Why hasn’t he left? Why doesn’t he yell, or demand, or walk out like everyone else eventually does? Why does he keep showing up like Tony’s not just one long crisis wrapped in metal and regret?
Tony wants to scream. Wants to shove him away and make it ugly enough that Steve won’t stay this time. Wants to claw his way out of this moment and back into the armor, where everything’s cleaner. Easier. Where he’s not just a man waking up broken from a war he still dreams about.
But his hands are shaking.
And Steve hasn’t moved.
So instead, Tony eases back down onto the cot. Doesn’t look at him. Just turns away, jaw clenched tight enough to hurt, spine pulled straight like he can hold his dignity in his posture if not in his voice.
The cot creaks. The air hums with generator static.
Steve doesn’t say anything else. Doesn’t touch him.
He just stays.
Long enough for Tony’s hands to stop curling into fists. Long enough for the sweat to cool and the ache behind his eyes to go dull. Long enough for his body to start trusting the stillness.

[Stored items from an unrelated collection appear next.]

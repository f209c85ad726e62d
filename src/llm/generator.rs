use log::debug;
use serde_json::Value;

use crate::category::Category;
use crate::config::GeneratorOptions;
use crate::error::Result;
use crate::llm::prompts::{build_primary_prompt, build_verify_prompt};
use crate::llm::types::{seed_response_schema, SeedItem};
use crate::llm::SeedModel;
use crate::schema::Confidence;

/// Verification runs colder than generation regardless of the configured
/// sampling temperature.
const VERIFY_TEMPERATURE_CAP: f32 = 0.2;

/// Issues generation and verification requests for one run and decodes the
/// responses defensively: a response that fails to parse is an empty result,
/// never an error.
pub struct SeedGenerator<'a, M: SeedModel> {
    model: &'a M,
    options: &'a GeneratorOptions,
}

impl<'a, M: SeedModel> SeedGenerator<'a, M> {
    pub fn new(model: &'a M, options: &'a GeneratorOptions) -> Self {
        Self { model, options }
    }

    /// Lists candidate institutions for one (country, category) unit.
    pub async fn generate(&self, country: &str, category: Category) -> Result<Vec<SeedItem>> {
        let prompt = build_primary_prompt(country, category, self.options.max_items);
        let schema = seed_response_schema(self.options.max_items)?;
        let raw = self
            .model
            .complete(&prompt, schema, self.options.temperature)
            .await?;
        Ok(parse_items(&raw))
    }

    /// Confirms or corrects a single candidate. `None` means the response
    /// was empty or unusable; the caller keeps the unverified candidate.
    pub async fn verify(
        &self,
        country: &str,
        category: Category,
        candidate_name: &str,
    ) -> Result<Option<SeedItem>> {
        let prompt = build_verify_prompt(country, category, candidate_name);
        let schema = seed_response_schema(1)?;
        let temperature = self.options.temperature.clamp(0.0, VERIFY_TEMPERATURE_CAP);
        let raw = self.model.complete(&prompt, schema, temperature).await?;
        Ok(parse_items(&raw).into_iter().next())
    }
}

/// Decodes a raw model response into seed items.
///
/// Malformed JSON or a missing/invalid `items` array yields an empty list.
/// Items without a non-empty `name` are dropped; missing or invalid
/// `confidence` is coerced to LOW. All fields are trimmed.
pub fn parse_items(raw: &str) -> Vec<SeedItem> {
    let value: Value = match serde_json::from_str(raw) {
        Ok(value) => value,
        Err(err) => {
            debug!("Discarding unparseable model response: {}", err);
            return Vec::new();
        }
    };

    let Some(items) = value.get("items").and_then(Value::as_array) else {
        return Vec::new();
    };

    items.iter().filter_map(item_from_value).collect()
}

fn item_from_value(value: &Value) -> Option<SeedItem> {
    let obj = value.as_object()?;
    let field = |key: &str| {
        obj.get(key)
            .and_then(Value::as_str)
            .unwrap_or("")
            .trim()
            .to_string()
    };

    let name = field("name");
    if name.is_empty() {
        return None;
    }

    Some(SeedItem {
        name,
        also_known_as: field("also_known_as"),
        official_website: field("official_website"),
        confidence: Confidence::parse_or_low(&field("confidence")),
        evidence: field("evidence"),
        comment: field("comment"),
    })
}
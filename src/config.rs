use std::time::Duration;

use crate::error::{Result, SeedError};

/// Tunables for one LLM seeding run.
#[derive(Debug, Clone)]
pub struct GeneratorOptions {
    /// Model identifier passed through to the API.
    pub model: String,
    /// Hard cap per (country, category) unit. Prompt logic prevents
    /// overlisting small countries; this bounds the schema as well.
    pub max_items: usize,
    /// Sampling temperature. Lower is more deterministic; best quality is
    /// usually 0.0-0.2.
    pub temperature: f32,
    /// Pause between API calls.
    pub sleep: Duration,
    /// Run a second-pass verifier per returned item (best accuracy, more
    /// calls).
    pub verify: bool,
    /// Skip anything already present in the manually curated list.
    pub dedupe_against_manual: bool,
}

impl Default for GeneratorOptions {
    fn default() -> Self {
        Self {
            model: "gpt-5.2".to_string(),
            max_items: 5,
            temperature: 0.1,
            sleep: Duration::from_millis(500),
            verify: false,
            dedupe_against_manual: false,
        }
    }
}

/// Resolves the API credential: environment variable first, then the
/// injected prompt. An empty result from both is fatal.
///
/// The prompt is a callback so callers without a terminal (and tests) can
/// supply their own source.
pub fn resolve_api_key<F>(env_var: &str, prompt: F) -> Result<String>
where
    F: FnOnce() -> std::io::Result<String>,
{
    if let Ok(key) = std::env::var(env_var) {
        let key = key.trim();
        if !key.is_empty() {
            return Ok(key.to_string());
        }
    }

    let key = prompt()?.trim().to_string();
    if key.is_empty() {
        return Err(SeedError::MissingCredential);
    }
    Ok(key)
}

#[cfg(test)]
mod tests {
    use super::*;

    #[test]
    fn test_env_var_wins_over_prompt() {
        std::env::set_var("SEED_TEST_KEY_SET", "from-env");
        let key = resolve_api_key("SEED_TEST_KEY_SET", || {
            panic!("prompt must not run when the env var is set")
        })
        .unwrap();
        assert_eq!(key, "from-env");
        std::env::remove_var("SEED_TEST_KEY_SET");
    }

    #[test]
    fn test_prompt_fallback() {
        std::env::remove_var("SEED_TEST_KEY_UNSET");
        let key =
            resolve_api_key("SEED_TEST_KEY_UNSET", || Ok("  typed-in \n".to_string())).unwrap();
        assert_eq!(key, "typed-in");
    }

    #[test]
    fn test_missing_credential_is_fatal() {
        std::env::remove_var("SEED_TEST_KEY_EMPTY");
        let err = resolve_api_key("SEED_TEST_KEY_EMPTY", || Ok("   ".to_string())).unwrap_err();
        assert!(matches!(err, SeedError::MissingCredential));
    }

    #[test]
    fn test_blank_env_var_falls_through_to_prompt() {
        std::env::set_var("SEED_TEST_KEY_BLANK", "  ");
        let key = resolve_api_key("SEED_TEST_KEY_BLANK", || Ok("prompted".to_string())).unwrap();
        assert_eq!(key, "prompted");
        std::env::remove_var("SEED_TEST_KEY_BLANK");
    }

    #[test]
    fn test_default_options() {
        let options = GeneratorOptions::default();
        assert_eq!(options.model, "gpt-5.2");
        assert_eq!(options.max_items, 5);
        assert!(!options.verify);
        assert!(!options.dedupe_against_manual);
    }
}
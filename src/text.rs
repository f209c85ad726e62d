use std::collections::HashSet;

use unicode_normalization::char::is_combining_mark;
use unicode_normalization::UnicodeNormalization;

/// Canonicalizes a free-text institution name for dedup comparison.
///
/// Lower-cases, strips accents (NFKD decomposition, combining marks dropped),
/// removes every character except word characters, whitespace, `&`, `.` and
/// `-`, then collapses whitespace runs to a single space. Idempotent; empty
/// or whitespace-only input yields an empty string, which callers must never
/// use as a dedup key.
pub fn normalize_for_match(s: &str) -> String {
    let folded: String = s
        .trim()
        .to_lowercase()
        .nfkd()
        .filter(|c| !is_combining_mark(*c))
        .filter(|c| {
            c.is_alphanumeric() || c.is_whitespace() || matches!(c, '_' | '&' | '.' | '-')
        })
        .collect();

    folded.split_whitespace().collect::<Vec<_>>().join(" ")
}

/// Field access by column name, for records that dedupe on named fields.
pub trait FieldValues {
    /// Returns the value of the named field, or `""` for unknown names.
    fn field(&self, name: &str) -> &str;
}

/// Removes duplicate records, keeping the first occurrence in input order.
///
/// The key is the tuple of the named fields' trimmed raw values. Callers
/// decide whether the fields hold normalized or raw text.
pub fn dedupe_rows<T: FieldValues>(rows: Vec<T>, key_fields: &[&str]) -> Vec<T> {
    let mut seen = HashSet::new();
    rows.into_iter()
        .filter(|row| {
            let key: Vec<String> = key_fields
                .iter()
                .map(|f| row.field(f).trim().to_string())
                .collect();
            seen.insert(key)
        })
        .collect()
}

#[cfg(test)]
mod tests {
    use super::*;

    #[test]
    fn test_normalize_basic_equivalence() {
        assert_eq!(normalize_for_match("Ofgem"), "ofgem");
        assert_eq!(normalize_for_match("  OFGEM "), "ofgem");
        assert_eq!(normalize_for_match("Ofgem."), "ofgem.");
        assert_eq!(normalize_for_match("OFGEM"), normalize_for_match("ofgem"));
    }

    #[test]
    fn test_normalize_accent_folding() {
        assert_eq!(
            normalize_for_match("Comisión Nacional de Energía"),
            "comision nacional de energia"
        );
        assert_eq!(normalize_for_match("Électricité"), "electricite");
    }

    #[test]
    fn test_normalize_kept_characters() {
        // `&`, `.` and `-` survive; other punctuation does not.
        assert_eq!(normalize_for_match("Power & Light Co."), "power & light co.");
        assert_eq!(normalize_for_match("E-Control"), "e-control");
        assert_eq!(
            normalize_for_match("Energy, Mines (and) Resources!"),
            "energy mines and resources"
        );
    }

    #[test]
    fn test_normalize_whitespace_collapse() {
        assert_eq!(normalize_for_match("a  \t b\n c"), "a b c");
        // Removed punctuation never leaves a double space behind.
        assert_eq!(normalize_for_match("a , b"), "a b");
    }

    #[test]
    fn test_normalize_idempotence() {
        for input in [
            "Kenya Power and Lighting Company",
            "  Comisión   Reguladora, de Energía  ",
            "E.ON — Grid (Ops)",
            "",
            "   ",
            "a , b",
        ] {
            let once = normalize_for_match(input);
            assert_eq!(normalize_for_match(&once), once, "input: {:?}", input);
        }
    }

    #[test]
    fn test_normalize_empty_inputs() {
        assert_eq!(normalize_for_match(""), "");
        assert_eq!(normalize_for_match("   \t\n"), "");
        assert_eq!(normalize_for_match("()!?"), "");
    }

    struct Row {
        a: String,
        b: String,
    }

    impl FieldValues for Row {
        fn field(&self, name: &str) -> &str {
            match name {
                "a" => &self.a,
                "b" => &self.b,
                _ => "",
            }
        }
    }

    fn row(a: &str, b: &str) -> Row {
        Row {
            a: a.to_string(),
            b: b.to_string(),
        }
    }

    #[test]
    fn test_dedupe_keeps_first_occurrence_in_order() {
        let rows = vec![
            row("x", "1"),
            row("y", "2"),
            row("x", "1"),
            row("z", "3"),
            row("y", "2"),
        ];
        let out = dedupe_rows(rows, &["a", "b"]);
        let keys: Vec<&str> = out.iter().map(|r| r.a.as_str()).collect();
        assert_eq!(keys, vec!["x", "y", "z"]);
    }

    #[test]
    fn test_dedupe_key_values_are_trimmed() {
        let rows = vec![row(" x ", "1"), row("x", "1 ")];
        let out = dedupe_rows(rows, &["a", "b"]);
        assert_eq!(out.len(), 1);
        assert_eq!(out[0].a, " x ");
    }

    #[test]
    fn test_dedupe_distinguishes_on_second_field() {
        let rows = vec![row("x", "1"), row("x", "2")];
        let out = dedupe_rows(rows, &["a", "b"]);
        assert_eq!(out.len(), 2);
    }
}
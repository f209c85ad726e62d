use schemars::JsonSchema;
use serde::{Deserialize, Serialize};

use crate::category::Category;
use crate::text::FieldValues;

/// Model confidence for an LLM-proposed institution.
///
/// Parsing is coercive: anything outside the three-valued enum becomes
/// `Low`, so a sloppy model answer downgrades an item instead of losing it.
#[derive(Debug, Clone, Copy, PartialEq, Eq, Serialize, Deserialize, JsonSchema)]
#[serde(rename_all = "UPPERCASE")]
pub enum Confidence {
    High,
    Med,
    Low,
}

impl Confidence {
    pub const fn as_str(self) -> &'static str {
        match self {
            Confidence::High => "HIGH",
            Confidence::Med => "MED",
            Confidence::Low => "LOW",
        }
    }

    pub fn parse_or_low(s: &str) -> Confidence {
        match s.trim() {
            "HIGH" => Confidence::High,
            "MED" => Confidence::Med,
            _ => Confidence::Low,
        }
    }
}

/// Which collector produced a seed row.
#[derive(Debug, Clone, Copy, PartialEq, Eq, Serialize, Deserialize)]
#[serde(rename_all = "lowercase")]
pub enum SeedSource {
    Wikidata,
    Chatgpt,
}

/// One retained candidate institution, in output column order.
///
/// Invariant: `name` is never empty; empty-name candidates are dropped
/// before a row is ever constructed.
#[derive(Debug, Clone, PartialEq, Serialize, Deserialize)]
pub struct SeedRow {
    pub country_label: String,
    pub category: Category,
    pub name: String,
    pub also_known_as: String,
    pub official_website: String,
    pub confidence: Option<Confidence>,
    pub evidence: String,
    pub comment: String,
    pub source: SeedSource,
}

impl FieldValues for SeedRow {
    fn field(&self, name: &str) -> &str {
        match name {
            "country_label" => &self.country_label,
            "category" => self.category.key(),
            "name" => &self.name,
            "also_known_as" => &self.also_known_as,
            "official_website" => &self.official_website,
            "confidence" => self.confidence.map(Confidence::as_str).unwrap_or(""),
            "evidence" => &self.evidence,
            "comment" => &self.comment,
            _ => "",
        }
    }
}

/// One Wikidata-sourced observation, before filtering.
///
/// Only `operator_qid` is guaranteed; the label service and the OPTIONAL
/// clauses can all come back empty.
#[derive(Debug, Clone, PartialEq, Serialize, Deserialize)]
pub struct GraphCandidate {
    pub category: Category,
    pub operator_qid: String,
    pub operator_label: Option<String>,
    pub operator_type_qid: Option<String>,
    pub operator_type_label: Option<String>,
    pub country_qid: Option<String>,
    pub country_label: Option<String>,
    pub website: Option<String>,
    pub description_en: Option<String>,
}

impl GraphCandidate {
    /// Label + English description blob used for keyword relevance tests.
    pub fn match_text(&self) -> String {
        let label = self.operator_label.as_deref().unwrap_or("");
        let desc = self.description_en.as_deref().unwrap_or("");
        format!("{} {}", label, desc)
    }
}

#[cfg(test)]
mod tests {
    use super::*;
    use crate::text::dedupe_rows;

    #[test]
    fn test_confidence_parse_or_low() {
        assert_eq!(Confidence::parse_or_low("HIGH"), Confidence::High);
        assert_eq!(Confidence::parse_or_low("MED"), Confidence::Med);
        assert_eq!(Confidence::parse_or_low("LOW"), Confidence::Low);
        assert_eq!(Confidence::parse_or_low(" HIGH "), Confidence::High);
        // Invalid values coerce rather than reject.
        assert_eq!(Confidence::parse_or_low("high"), Confidence::Low);
        assert_eq!(Confidence::parse_or_low("CERTAIN"), Confidence::Low);
        assert_eq!(Confidence::parse_or_low(""), Confidence::Low);
    }

    fn sample_row(name: &str, country: &str) -> SeedRow {
        SeedRow {
            country_label: country.to_string(),
            category: Category::Tso,
            name: name.to_string(),
            also_known_as: String::new(),
            official_website: String::new(),
            confidence: Some(Confidence::High),
            evidence: String::new(),
            comment: String::new(),
            source: SeedSource::Chatgpt,
        }
    }

    #[test]
    fn test_seed_row_field_lookup() {
        let row = sample_row("KPLC", "Kenya");
        assert_eq!(row.field("name"), "KPLC");
        assert_eq!(row.field("category"), "TSO");
        assert_eq!(row.field("confidence"), "HIGH");
        assert_eq!(row.field("no_such_column"), "");
    }

    #[test]
    fn test_seed_rows_dedupe_on_named_fields() {
        let rows = vec![
            sample_row("KPLC", "Kenya"),
            sample_row("KPLC", "Kenya"),
            sample_row("KPLC", "Peru"),
        ];
        let out = dedupe_rows(rows, &["country_label", "category", "name"]);
        assert_eq!(out.len(), 2);
        assert_eq!(out[0].country_label, "Kenya");
        assert_eq!(out[1].country_label, "Peru");
    }

    #[test]
    fn test_match_text_with_missing_parts() {
        let candidate = GraphCandidate {
            category: Category::Tso,
            operator_qid: "Q1".to_string(),
            operator_label: Some("Kenya Power".to_string()),
            operator_type_qid: None,
            operator_type_label: None,
            country_qid: None,
            country_label: None,
            website: None,
            description_en: None,
        };
        assert_eq!(candidate.match_text(), "Kenya Power ");
    }
}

He doesn’t say thank you. He doesn’t have to.
And Steve doesn’t leave.
Not even when the silence stretches. Not even when Tony’s breathing evens out again.
He stays until sleep pulls him back down, slower this time. Gentler.
Like maybe—maybe it’s allowed to.
Because Steve stayed.
It’s not even about the protocols. It never is.
It’s about the way Steve says "minimize casualties" like it's a given, like intention can bend reality. Like clean plans stay clean once people start dying. Tony's got flowcharts, battle metrics, firsthand experience soaked into the inside of his skull—but sure, Cap thinks they can do it better. Always better.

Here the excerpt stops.